Voltmeter-Based Floating Point Calculator Does It In Style

[lcamtuf] is not just a calculator superfan, but also a skilled builder. That much is evident in the fabulous  design of Calcumator 2000, an electromechanical calculator that uses voltmeter readouts as digits (plus one at the bottom to represent decimal place). There are plenty of high-quality build images, so give it a look!

Meters like the one on the right (numbered 0 to 9) act as digit displays. The meter on the left indicates decimal position.

Calcumator 2000 is a bit of a love letter to a time when display technology hadn’t quite yet produced anything suitable for calculator use. This resulted in calculator designs that are generally unrecognizable compared to the 7-segment display based devices we see today. The Calcumator 2000, in all its electromechanical glory, would have fit right in that era.

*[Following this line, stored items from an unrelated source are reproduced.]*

// Market Advisory - Core Library
// Exposes all modules for use in CLI, API server, and tests

pub mod error;
pub mod parser;
pub mod catalog;
pub mod pricing;
pub mod pests;
pub mod config;

#[cfg(feature = "server")]
pub mod api;

// Re-export commonly used types
pub use error::{ConfigError, IngestError, PestDataError, RowError};
pub use parser::{
    ingest, ingest_reader, validate_date,
    Currency, PriceFlag, PriceType, PriceRecord, MIN_COLUMNS,
};
pub use catalog::{
    Catalog, CatalogBuilder, CatalogSummary, Category, IngestStats,
    Location, Market, MarketKey, Observation, PricePoint, Region,
};
pub use pricing::{
    calculate_trend, format_date, latest_prices, normalize_price,
    MarketPriceSummary, PriceQuery, StalenessPolicy, Trend,
};
pub use pests::{Crop, Pest, PestDetails, PestLibrary, TreatmentOption};
pub use config::AppConfig;

use tracing_subscriber::EnvFilter;

/// Library version
pub const VERSION: &str = env!("CARGO_PKG_VERSION");

/// Install the fmt subscriber. `RUST_LOG` wins over `default_filter`.
pub fn init_tracing(default_filter: &str) {
    let filter = EnvFilter::try_from_default_env()
        .unwrap_or_else(|_| EnvFilter::new(default_filter));

    // A second call (e.g. from tests) keeps the first subscriber.
    let _ = tracing_subscriber::fmt()
        .with_env_filter(filter)
        .with_target(false)
        .try_init();
}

The Calcumator 2000 has all the usual buttons one would expect from a simple calculator and drives a total of seven readouts, one of which acts as the decimal point. The idea of using voltmeters as digit displays came from [lcamtuf]’s voltmeter clock, an earlier work with a similar attention to detail in its design and assembly.

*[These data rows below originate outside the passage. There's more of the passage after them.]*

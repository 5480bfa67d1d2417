// HTTP API - axum router over the immutable catalog
//
// All handlers are read-only. State is cloned per request; the catalog and
// pest library sit behind Arc and are never locked.

use crate::catalog::{Catalog, Market, Region};
use crate::pests::{Crop, Pest, PestLibrary};
use crate::pricing::{latest_prices, MarketPriceSummary, PriceQuery, StalenessPolicy};
use axum::{
    extract::{rejection::JsonRejection, Path, Query, Request, State},
    http::StatusCode,
    response::{IntoResponse, Json, Response},
    routing::{get, post},
    Router,
};
use chrono::{SecondsFormat, Utc};
use serde::{Deserialize, Serialize};
use std::collections::BTreeMap;
use std::path::PathBuf;
use std::sync::Arc;
use tower::ServiceExt;
use tower_http::cors::CorsLayer;
use tower_http::services::{ServeDir, ServeFile};
use tower_http::trace::TraceLayer;

/// Shared application state
#[derive(Clone)]
pub struct AppState {
    pub catalog: Arc<Catalog>,
    pub pests: Arc<PestLibrary>,
    pub staleness: StalenessPolicy,
    /// Front-end build served for every non-API path
    pub static_dir: PathBuf,
}

impl AppState {
    pub fn new(catalog: Catalog, pests: PestLibrary, staleness: StalenessPolicy, static_dir: PathBuf) -> Self {
        Self {
            catalog: Arc::new(catalog),
            pests: Arc::new(pests),
            staleness,
            static_dir,
        }
    }
}

#[derive(Serialize)]
struct ErrorBody {
    error: String,
}

fn error_response(status: StatusCode, message: &str) -> Response {
    (
        status,
        Json(ErrorBody {
            error: message.to_string(),
        }),
    )
        .into_response()
}

fn not_found(message: &str) -> Response {
    error_response(StatusCode::NOT_FOUND, message)
}

#[derive(Serialize)]
struct HealthResponse {
    status: &'static str,
    version: &'static str,
    markets: usize,
    observations: usize,
}

#[derive(Debug, Deserialize)]
struct LatestParams {
    commodities: Option<String>,
    markets: Option<String>,
}

#[derive(Debug, Deserialize)]
struct HistoryParams {
    product: Option<String>,
    market: Option<String>,
}

#[derive(Debug, Deserialize)]
struct PestParams {
    crop: Option<String>,
}

#[derive(Debug, Deserialize)]
struct SetupRequest {
    region_id: String,
    #[serde(default)]
    crops: Vec<String>,
}

/// Everything the front end caches for offline use after onboarding.
#[derive(Serialize)]
struct SetupBundle<'a> {
    region: Option<Region>,
    crops: BTreeMap<String, Crop>,
    pests: Vec<&'a Pest>,
    markets: Vec<&'a Market>,
    prices: Vec<MarketPriceSummary>,
    generated_at: String,
}

// ============================================================================
// API Handlers
// ============================================================================

/// GET /ping
async fn ping() -> impl IntoResponse {
    Json(serde_json::json!({ "message": "pong" }))
}

/// GET /api/health
async fn health_check(State(state): State<AppState>) -> impl IntoResponse {
    Json(HealthResponse {
        status: "ok",
        version: crate::VERSION,
        markets: state.catalog.markets().len(),
        observations: state.catalog.observations().len(),
    })
}

/// GET /api/markets
async fn list_markets(State(state): State<AppState>) -> Response {
    Json(state.catalog.markets()).into_response()
}

/// GET /api/markets/region/:region
async fn markets_by_region(State(state): State<AppState>, Path(region): Path<String>) -> Response {
    Json(state.catalog.markets_in_region(&region)).into_response()
}

/// GET /api/markets/county/:county
async fn markets_by_county(State(state): State<AppState>, Path(county): Path<String>) -> Response {
    Json(state.catalog.markets_in_sub_region(&county)).into_response()
}

/// GET /api/market/:name
async fn market_by_name(State(state): State<AppState>, Path(name): Path<String>) -> Response {
    match state.catalog.market_named(&name) {
        Some(market) => Json(market).into_response(),
        None => not_found("Market not found"),
    }
}

/// GET /api/commodities
async fn list_commodities(State(state): State<AppState>) -> Response {
    Json(state.catalog.observations()).into_response()
}

/// GET /api/commodities/:name
async fn commodities_by_name(State(state): State<AppState>, Path(name): Path<String>) -> Response {
    Json(state.catalog.commodities_matching(&name)).into_response()
}

/// GET /api/prices/:market/:commodity
async fn market_prices(
    State(state): State<AppState>,
    Path((market, commodity)): Path<(String, String)>,
) -> Response {
    Json(state.catalog.market_commodity_prices(&market, &commodity)).into_response()
}

/// GET /api/prices/latest?commodities=maize,beans&markets=all
async fn latest(State(state): State<AppState>, Query(params): Query<LatestParams>) -> Response {
    let query = PriceQuery::from_params(params.commodities.as_deref(), params.markets.as_deref());
    Json(latest_prices(&state.catalog, &query, state.staleness)).into_response()
}

/// GET /api/prices/history?product=Maize&market=Kongowea
async fn history(State(state): State<AppState>, Query(params): Query<HistoryParams>) -> Response {
    let points = match (params.market.as_deref(), params.product.as_deref()) {
        (Some(market), Some(product)) => state.catalog.price_history(market, product),
        _ => Vec::new(),
    };
    Json(points).into_response()
}

/// GET /api/pests?crop=maize
async fn list_pests(State(state): State<AppState>, Query(params): Query<PestParams>) -> Response {
    Json(state.pests.pests_for_crop(params.crop.as_deref())).into_response()
}

/// GET /api/pests/:id
async fn pest_details(State(state): State<AppState>, Path(id): Path<String>) -> Response {
    match state.pests.details(&id) {
        Some(details) => Json(details).into_response(),
        None => not_found("Pest not found"),
    }
}

/// GET /api/crops
async fn list_crops(State(state): State<AppState>) -> Response {
    Json(state.pests.crops()).into_response()
}

/// GET /api/regions
async fn list_regions(State(state): State<AppState>) -> Response {
    Json(state.catalog.region_list()).into_response()
}

/// POST /api/setup  {"region_id": "coast", "crops": ["maize"]}
///
/// Unknown region: `region` is null and no markets or prices are bundled.
/// No crops: every commodity sold in the region is priced.
async fn setup(State(state): State<AppState>, payload: Result<Json<SetupRequest>, JsonRejection>) -> Response {
    let Json(request) = match payload {
        Ok(payload) => payload,
        Err(rejection) => {
            tracing::debug!(error = %rejection, "rejected setup request");
            return error_response(StatusCode::BAD_REQUEST, "Invalid request");
        }
    };

    let region = state.catalog.region(&request.region_id);
    let markets: Vec<&Market> = match &region {
        Some(region) => state.catalog.markets_in_region(&region.name),
        None => Vec::new(),
    };

    let crops: BTreeMap<String, Crop> = request
        .crops
        .iter()
        .filter_map(|id| state.pests.crop(id))
        .map(|crop| (crop.id.clone(), crop))
        .collect();

    let prices = if markets.is_empty() {
        Vec::new()
    } else {
        let query = request
            .crops
            .iter()
            .fold(PriceQuery::new(), |q, crop| q.with_commodity(crop));
        let query = markets.iter().fold(query, |q, m| q.with_market(&m.name));

        // Same-named markets elsewhere pass the name filter; keep the region's own
        latest_prices(&state.catalog, &query, state.staleness)
            .into_iter()
            .filter(|row| {
                markets
                    .iter()
                    .any(|m| m.name == row.market && m.location_label() == row.location)
            })
            .collect()
    };

    Json(SetupBundle {
        region,
        crops,
        pests: state.pests.pests_for_crops(&request.crops),
        markets,
        prices,
        generated_at: Utc::now().to_rfc3339_opts(SecondsFormat::Secs, true),
    })
    .into_response()
}

/// GET /debug
async fn debug_summary(State(state): State<AppState>) -> Response {
    Json(state.catalog.summary()).into_response()
}

/// Unknown API paths get JSON 404; everything else is a front-end file,
/// with index.html for client-side routes.
async fn fallback(State(state): State<AppState>, request: Request) -> Response {
    let path = request.uri().path();
    if path == "/api" || path.starts_with("/api/") {
        return not_found("Not found");
    }

    let index = state.static_dir.join("index.html");
    let assets = ServeDir::new(&state.static_dir).fallback(ServeFile::new(index));

    match assets.oneshot(request).await {
        Ok(response) => response.into_response(),
        Err(never) => match never {},
    }
}

// ============================================================================
// Router
// ============================================================================

pub fn router(state: AppState) -> Router {
    let api_routes = Router::new()
        .route("/health", get(health_check))
        .route("/markets", get(list_markets))
        .route("/markets/region/:region", get(markets_by_region))
        .route("/markets/county/:county", get(markets_by_county))
        .route("/market/:name", get(market_by_name))
        .route("/commodities", get(list_commodities))
        .route("/commodities/:name", get(commodities_by_name))
        .route("/prices/latest", get(latest))
        .route("/prices/history", get(history))
        .route("/prices/:market/:commodity", get(market_prices))
        .route("/pests", get(list_pests))
        .route("/pests/:id", get(pest_details))
        .route("/crops", get(list_crops))
        .route("/regions", get(list_regions))
        .route("/setup", post(setup));

    Router::new()
        .route("/ping", get(ping))
        .route("/debug", get(debug_summary))
        .nest("/api", api_routes)
        .fallback(fallback)
        .with_state(state)
        .layer(TraceLayer::new_for_http())
        .layer(CorsLayer::permissive())
}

We want to take a moment to admire how clean the blue panel is. [lcamtuf] made it by painting one side of an acrylic panel, cutting the letters and design out on a CNC mill, then filling with white paint. The depth of the cuts gives the white elements a nifty multi-layer effect that really complements the design.

Want to see it work? Oh yes, you do. Check out the video, embedded just below.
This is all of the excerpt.